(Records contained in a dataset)

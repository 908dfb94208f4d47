//! Read-through cache layer over the existing projections.
//!
//! For each read operation: build a cache key from the operation name plus
//! normalized parameters, check the cache, and on a miss fall through to the
//! projection/read-model query with an explicit tenant filter before caching
//! the encoded result with a type-specific TTL.

use std::time::Duration;

use serde::{de::DeserializeOwned, Serialize};

use forgeerp_core::TenantId;

use crate::cache::{Cache, CacheError};

/// TTL for cached list responses.
pub const LIST_TTL: Duration = Duration::from_secs(30);
/// TTL for cached single-entity detail responses.
pub const DETAIL_TTL: Duration = Duration::from_secs(5 * 60);
/// TTL for the credit-utilization projection, which changes more often than
/// a typical detail view but is expensive enough to still warrant caching.
pub const CREDIT_UTILIZATION_TTL: Duration = Duration::from_secs(60);

/// Default/maximum page size for list operations (spec: default 20, max 200).
pub const DEFAULT_PAGE_SIZE: u32 = 20;
pub const MAX_PAGE_SIZE: u32 = 200;

/// Normalized, clamped pagination/sort parameters for a list operation.
#[derive(Debug, Clone, PartialEq, Eq)]
pub struct ListQuery {
    pub page: u32,
    pub page_size: u32,
    pub sort_by: Option<String>,
    pub sort_order: SortOrder,
}

#[derive(Debug, Clone, Copy, PartialEq, Eq)]
pub enum SortOrder {
    Asc,
    Desc,
}

impl ListQuery {
    /// Build a normalized query from raw, possibly-absent/out-of-range input.
    ///
    /// `page < 1` clamps to 1; `page_size` above `max_page_size` clamps down
    /// to it; `page_size == 0` falls back to the default.
    pub fn normalize(
        page: Option<i64>,
        page_size: Option<i64>,
        sort_by: Option<String>,
        sort_order: Option<&str>,
        max_page_size: u32,
    ) -> Self {
        let page = page.filter(|p| *p >= 1).unwrap_or(1) as u32;
        let page_size = match page_size {
            Some(p) if p >= 1 => (p as u32).min(max_page_size),
            _ => DEFAULT_PAGE_SIZE.min(max_page_size),
        };
        let sort_order = match sort_order.map(|s| s.to_ascii_lowercase()) {
            Some(s) if s == "desc" => SortOrder::Desc,
            _ => SortOrder::Asc,
        };

        Self {
            page,
            page_size,
            sort_by,
            sort_order,
        }
    }

    /// Stable cache-key fragment for this query (sorted, deterministic).
    pub fn cache_fragment(&self) -> String {
        format!(
            "page={}&page_size={}&sort_by={}&sort_order={}",
            self.page,
            self.page_size,
            self.sort_by.as_deref().unwrap_or(""),
            match self.sort_order {
                SortOrder::Asc => "asc",
                SortOrder::Desc => "desc",
            }
        )
    }

    /// Slice `items` (assumed already sorted) into this query's page.
    pub fn paginate<T>(&self, items: Vec<T>) -> PagedResult<T> {
        let total = items.len() as u64;
        let start = ((self.page - 1) as usize).saturating_mul(self.page_size as usize);
        let end = start.saturating_add(self.page_size as usize).min(items.len());
        let page_items = if start >= items.len() {
            Vec::new()
        } else {
            items[start..end].to_vec()
        };

        PagedResult {
            items: page_items,
            total,
            page: self.page,
            page_size: self.page_size,
        }
    }
}

impl Default for ListQuery {
    fn default() -> Self {
        Self::normalize(None, None, None, None, MAX_PAGE_SIZE)
    }
}

/// A page of results plus enough metadata for the caller to build the
/// `{items, total, page, pageSize}` response envelope.
#[derive(Debug, Clone)]
pub struct PagedResult<T> {
    pub items: Vec<T>,
    pub total: u64,
    pub page: u32,
    pub page_size: u32,
}

/// Build a cache key from an operation name and a normalized parameter
/// fragment, e.g. `list:parties.party:<tenantId>:page=1&page_size=20&...`.
pub fn list_cache_key(operation: &str, tenant_id: TenantId, query: &ListQuery) -> String {
    format!("list:{operation}:{tenant_id}:{}", query.cache_fragment())
}

/// Build a cache key for a single-entity detail lookup, e.g.
/// `entity:parties.party:<tenantId>:<id>`.
pub fn entity_cache_key(operation: &str, tenant_id: TenantId, id: impl std::fmt::Display) -> String {
    format!("entity:{operation}:{tenant_id}:{id}")
}

/// Glob pattern matching every cached list for one operation/tenant, used to
/// invalidate all list caches for an aggregate family after a write.
pub fn list_cache_pattern(operation: &str, tenant_id: TenantId) -> String {
    format!("list:{operation}:{tenant_id}:*")
}

/// Read `key` from `cache` and decode it as `T`; any miss or decode failure
/// is treated as a cache miss (never surfaced as an error — the caller falls
/// through to the source of truth).
fn read_cached<T: DeserializeOwned>(cache: &dyn Cache, key: &str) -> Option<T> {
    match cache.get(key) {
        Ok(Some(bytes)) => serde_json::from_slice(&bytes).ok(),
        Ok(None) => None,
        Err(_) => None,
    }
}

fn write_cached<T: Serialize>(cache: &dyn Cache, key: &str, value: &T, ttl: Duration) {
    if let Ok(bytes) = serde_json::to_vec(value) {
        // A cache write failure only costs a future avoidable projection
        // query; the projection itself is the source of truth.
        let _ = cache.set(key, bytes, ttl);
    }
}

/// Read-through cache wrapper: on a cache hit, return the decoded value
/// without calling `compute`; on a miss (or malformed cache payload),
/// compute fresh, cache it with `ttl`, and return it.
pub fn get_or_compute<T, F>(cache: &dyn Cache, key: &str, ttl: Duration, compute: F) -> Result<T, CacheError>
where
    T: Serialize + DeserializeOwned,
    F: FnOnce() -> Result<T, CacheError>,
{
    if let Some(cached) = read_cached::<T>(cache, key) {
        return Ok(cached);
    }

    let value = compute()?;
    write_cached(cache, key, &value, ttl);
    Ok(value)
}

#[cfg(test)]
mod tests {
    use super::*;
    use crate::cache::InMemoryCache;

    #[test]
    fn page_below_one_clamps_to_one() {
        let q = ListQuery::normalize(Some(-5), Some(20), None, None, MAX_PAGE_SIZE);
        assert_eq!(q.page, 1);
    }

    #[test]
    fn page_size_above_max_clamps_down() {
        let q = ListQuery::normalize(Some(1), Some(10_000), None, None, MAX_PAGE_SIZE);
        assert_eq!(q.page_size, MAX_PAGE_SIZE);
    }

    #[test]
    fn page_size_defaults_when_absent() {
        let q = ListQuery::normalize(Some(1), None, None, None, MAX_PAGE_SIZE);
        assert_eq!(q.page_size, DEFAULT_PAGE_SIZE);
    }

    #[test]
    fn paginate_slices_correct_window() {
        let q = ListQuery::normalize(Some(2), Some(3), None, None, MAX_PAGE_SIZE);
        let items: Vec<i32> = (1..=10).collect();
        let paged = q.paginate(items);
        assert_eq!(paged.items, vec![4, 5, 6]);
        assert_eq!(paged.total, 10);
        assert_eq!(paged.page, 2);
        assert_eq!(paged.page_size, 3);
    }

    #[test]
    fn paginate_past_the_end_is_empty() {
        let q = ListQuery::normalize(Some(99), Some(10), None, None, MAX_PAGE_SIZE);
        let items: Vec<i32> = (1..=10).collect();
        let paged = q.paginate(items);
        assert!(paged.items.is_empty());
        assert_eq!(paged.total, 10);
    }

    #[test]
    fn get_or_compute_caches_after_miss() {
        let cache = InMemoryCache::new();
        let key = "entity:test:tenant:1";
        let mut calls = 0;

        let first: i32 = get_or_compute(&cache, key, DETAIL_TTL, || {
            calls += 1;
            Ok(42)
        })
        .unwrap();
        assert_eq!(first, 42);
        assert_eq!(calls, 1);

        let second: i32 = get_or_compute(&cache, key, DETAIL_TTL, || {
            calls += 1;
            Ok(7)
        })
        .unwrap();
        assert_eq!(second, 42, "second call should be served from cache, not recomputed");
        assert_eq!(calls, 1);
    }
}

TASK INSTRUCTIONS:
Write out all the records again, exactly as they appear.

FINISHED EXERCISE:
repository 908dfb94208f4d47
//! Read-through cache layer over the existing projections.
//!
//! For each read operation: build a cache key from the operation name plus
//! normalized parameters, check the cache, and on a miss fall through to the
//! projection/read-model query with an explicit tenant filter before caching
//! the encoded result with a type-specific TTL.

use std::time::Duration;

use serde::{de::DeserializeOwned, Serialize};

use forgeerp_core::TenantId;

use crate::cache::{Cache, CacheError};

/// TTL for cached list responses.
pub const LIST_TTL: Duration = Duration::from_secs(30);
/// TTL for cached single-entity detail responses.
pub const DETAIL_TTL: Duration = Duration::from_secs(5 * 60);
/// TTL for the credit-utilization projection, which changes more often than
/// a typical detail view but is expensive enough to still warrant caching.
pub const CREDIT_UTILIZATION_TTL: Duration = Duration::from_secs(60);

/// Default/maximum page size for list operations (spec: default 20, max 200).
pub const DEFAULT_PAGE_SIZE: u32 = 20;
pub const MAX_PAGE_SIZE: u32 = 200;

/// Normalized, clamped pagination/sort parameters for a list operation.
#[derive(Debug, Clone, PartialEq, Eq)]
pub struct ListQuery {
    pub page: u32,
    pub page_size: u32,
    pub sort_by: Option<String>,
    pub sort_order: SortOrder,
}

#[derive(Debug, Clone, Copy, PartialEq, Eq)]
pub enum SortOrder {
    Asc,
    Desc,
}

impl ListQuery {
    /// Build a normalized query from raw, possibly-absent/out-of-range input.
    ///
    /// `page < 1` clamps to 1; `page_size` above `max_page_size` clamps down
    /// to it; `page_size == 0` falls back to the default.
    pub fn normalize(
        page: Option<i64>,
        page_size: Option<i64>,
        sort_by: Option<String>,
        sort_order: Option<&str>,
        max_page_size: u32,
    ) -> Self {
        let page = page.filter(|p| *p >= 1).unwrap_or(1) as u32;
        let page_size = match page_size {
            Some(p) if p >= 1 => (p as u32).min(max_page_size),
            _ => DEFAULT_PAGE_SIZE.min(max_page_size),
        };
        let sort_order = match sort_order.map(|s| s.to_ascii_lowercase()) {
            Some(s) if s == "desc" => SortOrder::Desc,
            _ => SortOrder::Asc,
        };

        Self {
            page,
            page_size,
            sort_by,
            sort_order,
        }
    }

    /// Stable cache-key fragment for this query (sorted, deterministic).
    pub fn cache_fragment(&self) -> String {
        format!(
            "page={}&page_size={}&sort_by={}&sort_order={}",
            self.page,
            self.page_size,
            self.sort_by.as_deref().unwrap_or(""),
            match self.sort_order {
                SortOrder::Asc => "asc",
                SortOrder::Desc => "desc",
            }
        )
    }

    /// Slice `items` (assumed already sorted) into this query's page.
    pub fn paginate<T>(&self, items: Vec<T>) -> PagedResult<T> {
        let total = items.len() as u64;
        let start = ((self.page - 1) as usize).saturating_mul(self.page_size as usize);
        let end = start.saturating_add(self.page_size as usize).min(items.len());
        let page_items = if start >= items.len() {
            Vec::new()
        } else {
            items[start..end].to_vec()
        };

        PagedResult {
            items: page_items,
            total,
            page: self.page,
            page_size: self.page_size,
        }
    }
}

impl Default for ListQuery {
    fn default() -> Self {
        Self::normalize(None, None, None, None, MAX_PAGE_SIZE)
    }
}

/// A page of results plus enough metadata for the caller to build the
/// `{items, total, page, pageSize}` response envelope.
#[derive(Debug, Clone)]
pub struct PagedResult<T> {
    pub items: Vec<T>,
    pub total: u64,
    pub page: u32,
    pub page_size: u32,
}

/// Build a cache key from an operation name and a normalized parameter
/// fragment, e.g. `list:parties.party:<tenantId>:page=1&page_size=20&...`.
pub fn list_cache_key(operation: &str, tenant_id: TenantId, query: &ListQuery) -> String {
    format!("list:{operation}:{tenant_id}:{}", query.cache_fragment())
}

/// Build a cache key for a single-entity detail lookup, e.g.
/// `entity:parties.party:<tenantId>:<id>`.
pub fn entity_cache_key(operation: &str, tenant_id: TenantId, id: impl std::fmt::Display) -> String {
    format!("entity:{operation}:{tenant_id}:{id}")
}

/// Glob pattern matching every cached list for one operation/tenant, used to
/// invalidate all list caches for an aggregate family after a write.
pub fn list_cache_pattern(operation: &str, tenant_id: TenantId) -> String {
    format!("list:{operation}:{tenant_id}:*")
}

/// Read `key` from `cache` and decode it as `T`; any miss or decode failure
/// is treated as a cache miss (never surfaced as an error — the caller falls
/// through to the source of truth).
fn read_cached<T: DeserializeOwned>(cache: &dyn Cache, key: &str) -> Option<T> {
    match cache.get(key) {
        Ok(Some(bytes)) => serde_json::from_slice(&bytes).ok(),
        Ok(None) => None,
        Err(_) => None,
    }
}

fn write_cached<T: Serialize>(cache: &dyn Cache, key: &str, value: &T, ttl: Duration) {
    if let Ok(bytes) = serde_json::to_vec(value) {
        // A cache write failure only costs a future avoidable projection
        // query; the projection itself is the source of truth.
        let _ = cache.set(key, bytes, ttl);
    }
}

/// Read-through cache wrapper: on a cache hit, return the decoded value
/// without calling `compute`; on a miss (or malformed cache payload),
/// compute fresh, cache it with `ttl`, and return it.
pub fn get_or_compute<T, F>(cache: &dyn Cache, key: &str, ttl: Duration, compute: F) -> Result<T, CacheError>
where
    T: Serialize + DeserializeOwned,
    F: FnOnce() -> Result<T, CacheError>,
{
    if let Some(cached) = read_cached::<T>(cache, key) {
        return Ok(cached);
    }

    let value = compute()?;
    write_cached(cache, key, &value, ttl);
    Ok(value)
}

#[cfg(test)]
mod tests {
    use super::*;
    use crate::cache::InMemoryCache;

    #[test]
    fn page_below_one_clamps_to_one() {
        let q = ListQuery::normalize(Some(-5), Some(20), None, None, MAX_PAGE_SIZE);
        assert_eq!(q.page, 1);
    }

    #[test]
    fn page_size_above_max_clamps_down() {
        let q = ListQuery::normalize(Some(1), Some(10_000), None, None, MAX_PAGE_SIZE);
        assert_eq!(q.page_size, MAX_PAGE_SIZE);
    }

    #[test]
    fn page_size_defaults_when_absent() {
        let q = ListQuery::normalize(Some(1), None, None, None, MAX_PAGE_SIZE);
        assert_eq!(q.page_size, DEFAULT_PAGE_SIZE);
    }

    #[test]
    fn paginate_slices_correct_window() {
        let q = ListQuery::normalize(Some(2), Some(3), None, None, MAX_PAGE_SIZE);
        let items: Vec<i32> = (1..=10).collect();
        let paged = q.paginate(items);
        assert_eq!(paged.items, vec![4, 5, 6]);
        assert_eq!(paged.total, 10);
        assert_eq!(paged.page, 2);
        assert_eq!(paged.page_size, 3);
    }

    #[test]
    fn paginate_past_the_end_is_empty() {
        let q = ListQuery::normalize(Some(99), Some(10), None, None, MAX_PAGE_SIZE);
        let items: Vec<i32> = (1..=10).collect();
        let paged = q.paginate(items);
        assert!(paged.items.is_empty());
        assert_eq!(paged.total, 10);
    }

    #[test]
    fn get_or_compute_caches_after_miss() {
        let cache = InMemoryCache::new();
        let key = "entity:test:tenant:1";
        let mut calls = 0;

        let first: i32 = get_or_compute(&cache, key, DETAIL_TTL, || {
            calls += 1;
            Ok(42)
        })
        .unwrap();
        assert_eq!(first, 42);
        assert_eq!(calls, 1);

        let second: i32 = get_or_compute(&cache, key, DETAIL_TTL, || {
            calls += 1;
            Ok(7)
        })
        .unwrap();
        assert_eq!(second, 42, "second call should be served from cache, not recomputed");
        assert_eq!(calls, 1);
    }
}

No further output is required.